Iron is essential in oxygen transport and participates in many enzymatic systems in the body, with important roles in collagen synthesis and vitamin D metabolism. Iron-deficient rats have been shown to have poorly mineralized skeletons and pathological changes in the microarchitecture of trabecular bone (79). In healthy populations the relationship between iron status and bone metabolism is controversial. Results show positive correlation between serum ferritin and BMD in elderly men but not in women (80). In contrast, there was a negative correlation in women older than 45 years of age (81), and no association between BMD and either transferrin saturation or ferritin in men (82). Buyukbese et al. (83) did not observe differences in ferritin levels between osteoporotic post-menopausal women and controls. Different mechanisms by which iron deficiency affects bone have been suggested. On the one hand, there is the role of iron as an essential cofactor for hydroxylation of prolyl and lysil residues of procollagen. On the other hand, there is its participation in vitamin D metabolism through the cytochromes P450. Furthermore, hypoxia related to anemia is a major stimulator of bone resorption, inducing osteoclastogenesis (84). Relative to bone mineral density, adequate intake of iron has not been established.

Selenium

Selenium is an essential nutrient and plays critical roles in a variety of physiological processes as constituent of selenoproteins which function as antioxidative scavengers and it has been reported that selenium inadequacy can influence bone metabolism (85). In animal studies, deprivation of this micronutrient increased bone resorption and changed bone microarchitecture with a reduction in BMD and bone volume (86, 87). Similarly, studies in humans founded that selenium status was inversely related to bone remodeling and positively correlated with BMD in post-menopausal women (88). A case-control study found selenium intake to be inversely associated with reduced risk of osteoporotic hip fracture (89). These effects can be explained by inhibiting oxidative stress, in fact, adequate selenium intake appears to play an essential role in osteoclast/osteoblast cell proliferation and differentiation enhancing osteoblastic differentiation by the reduction of free radicals (90).

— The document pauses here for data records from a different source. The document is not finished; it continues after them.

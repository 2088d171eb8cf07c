    #![allow(dead_code)]

    use core::fmt;

    pub fn banner() {
        kprintln!("");
        kprintln!("============================================================");
        kprintln!("  Stenzel OS (x86_64) - kernel");
        kprintln!("  build: {} {}", env!("CARGO_PKG_NAME"), env!("CARGO_PKG_VERSION"));
        kprintln!("============================================================");
        kprintln!("");
    }

    #[doc(hidden)]
    pub fn _print(args: fmt::Arguments) {
        crate::serial::print(args);
    }

    #[macro_export]
    macro_rules! kprint {
        ($($arg:tt)*) => ({
            $crate::util::_print(format_args!($($arg)*));
        });
    }

    #[macro_export]
    macro_rules! kprintln {
        () => ($crate::kprint!("\n"));
        ($fmt:expr) => ($crate::kprint!(concat!($fmt, "\n")));
        ($fmt:expr, $($arg:tt)*) => ($crate::kprint!(concat!($fmt, "\n"), $($arg)*));
    }

    pub use crate::kprintln;

    /// Erros "kernel-level" genéricos para subsistemas (fs, storage, etc).
    #[derive(Debug, Clone, Copy, PartialEq, Eq)]
    pub enum KError {
        NotFound,
        AlreadyExists,
        Invalid,
        PermissionDenied,
        NoMemory,
        Busy,
        NotSupported,
        IO,
        WouldBlock,
        OutOfRange,
        Timeout,
        NoChild,
        /// Subsystem queried before its `init()` ran.
        NotInitialized,
        /// Resource (hub port, route-string slot, device address) already claimed.
        AlreadyPresent,
        /// Operation is recognized but deliberately unimplemented (e.g. xHCI/OHCI
        /// transfer queuing) — distinct from `NotSupported`, which means the
        /// hardware itself cannot do it.
        NotImplemented,
    }

    pub type KResult<T> = core::result::Result<T, KError>;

The main sources of selenium for nutrition are wheat, red meat and sea food with a recommended daily allowance of 55 μg/day (91).

Conclusion

Osteoporosis is a multifactorial disease and nutrition is an important modifiable factor in the development and maintenance of bone mass and in the prevention of osteoporosis. There are potentially numerous nutrients and dietary components that can influence bone health, and these range from the macronutrients to micronutrients. With regard to bone health, there has been a growing interest not only in the traditional nutrient related to bone as calcium and vitamin D but also in micronutrients. Epidemiological studies and clinical trials showed micronutrients can potentially have a positive impact on bone health, preventing bone loss and fractures, decreasing bone resorption and increasing bone formation. The micronutrient needs for optimizing bone health can be easily met by a healthy diet that is high in fruits, vegetables and sea food with a modest intake of meat. Consequently, optimizing micronutrients intake might represent an effective and low-cost preventive measure against osteoporosis.